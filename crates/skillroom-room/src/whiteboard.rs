//! Freehand whiteboard: committed strokes plus one stroke in progress.
//!
//! Segments are painted as they are drawn; `redraw` replays everything from
//! a blank background and yields the same pixels. Erase strokes paint with
//! `DestinationOut`, and the surface is put back to `SourceOver` after every
//! segment and every stroke.

use crate::render::{Color, CompositeMode, Point, Surface};

/// Page colour. Erased pixels turn transparent and show the page through.
pub const BACKGROUND: Color = Color::WHITE;

#[derive(Clone, Copy, Debug, PartialEq, Eq)]
pub enum Tool {
    Draw,
    Erase,
}

impl Tool {
    pub fn width(self) -> f32 {
        match self {
            Self::Draw => 2.0,
            Self::Erase => 20.0,
        }
    }

    fn composite(self) -> CompositeMode {
        match self {
            Self::Draw => CompositeMode::SourceOver,
            Self::Erase => CompositeMode::DestinationOut,
        }
    }
}

#[derive(Clone, Debug, PartialEq)]
pub struct Stroke {
    pub points: Vec<Point>,
    pub color: Color,
    pub width: f32,
    pub tool: Tool,
}

pub struct Whiteboard<S: Surface> {
    surface: S,
    strokes: Vec<Stroke>,
    current: Option<Stroke>,
}

impl<S: Surface> Whiteboard<S> {
    pub fn new(mut surface: S) -> Self {
        surface.set_composite(CompositeMode::SourceOver);
        surface.fill(BACKGROUND);
        Self {
            surface,
            strokes: Vec::new(),
            current: None,
        }
    }

    pub fn surface(&self) -> &S {
        &self.surface
    }

    pub fn strokes(&self) -> &[Stroke] {
        &self.strokes
    }

    pub fn in_progress(&self) -> Option<&Stroke> {
        self.current.as_ref()
    }

    pub fn is_drawing(&self) -> bool {
        self.current.is_some()
    }

    /// Begin a stroke at `point`. An unfinished stroke is thrown away.
    pub fn start_stroke(&mut self, point: Point, tool: Tool, color: Color) {
        let discarded = self.current.take();
        if discarded.is_some_and(|s| s.points.len() > 1) {
            // Its segments are already on the surface.
            self.redraw();
        }
        self.current = Some(Stroke {
            points: vec![point],
            color,
            width: tool.width(),
            tool,
        });
    }

    /// Add a point and paint the new segment. No-op when not drawing.
    pub fn extend_stroke(&mut self, point: Point) -> bool {
        let Some(stroke) = self.current.as_mut() else {
            return false;
        };
        let from = stroke.points.last().copied().unwrap_or(point);
        stroke.points.push(point);
        paint_segment(&mut self.surface, stroke, from, point);
        true
    }

    pub fn commit_stroke(&mut self) -> bool {
        match self.current.take() {
            Some(stroke) => {
                self.strokes.push(stroke);
                true
            }
            None => false,
        }
    }

    pub fn clear(&mut self) {
        self.strokes.clear();
        self.current = None;
        self.redraw();
    }

    /// Repaint from scratch: background, committed strokes, then the
    /// stroke in progress.
    pub fn redraw(&mut self) {
        self.surface.set_composite(CompositeMode::SourceOver);
        self.surface.fill(BACKGROUND);
        for stroke in &self.strokes {
            paint_stroke(&mut self.surface, stroke);
        }
        if let Some(stroke) = &self.current {
            paint_stroke(&mut self.surface, stroke);
        }
    }
}

fn paint_segment<S: Surface>(surface: &mut S, stroke: &Stroke, from: Point, to: Point) {
    surface.set_composite(stroke.tool.composite());
    surface.line(from, to, stroke.color, stroke.width);
    surface.set_composite(CompositeMode::SourceOver);
}

fn paint_stroke<S: Surface>(surface: &mut S, stroke: &Stroke) {
    surface.set_composite(stroke.tool.composite());
    for pair in stroke.points.windows(2) {
        surface.line(pair[0], pair[1], stroke.color, stroke.width);
    }
    surface.set_composite(CompositeMode::SourceOver);
}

**Prompt:** Only the lines from the one that contains "surface.line(pair[0], pair[1], stroke.color, stroke.width);" to the end of the entries above should be given again, exactly and in full.

**Task response:**
        surface.line(pair[0], pair[1], stroke.color, stroke.width);
    }
    surface.set_composite(CompositeMode::SourceOver);
}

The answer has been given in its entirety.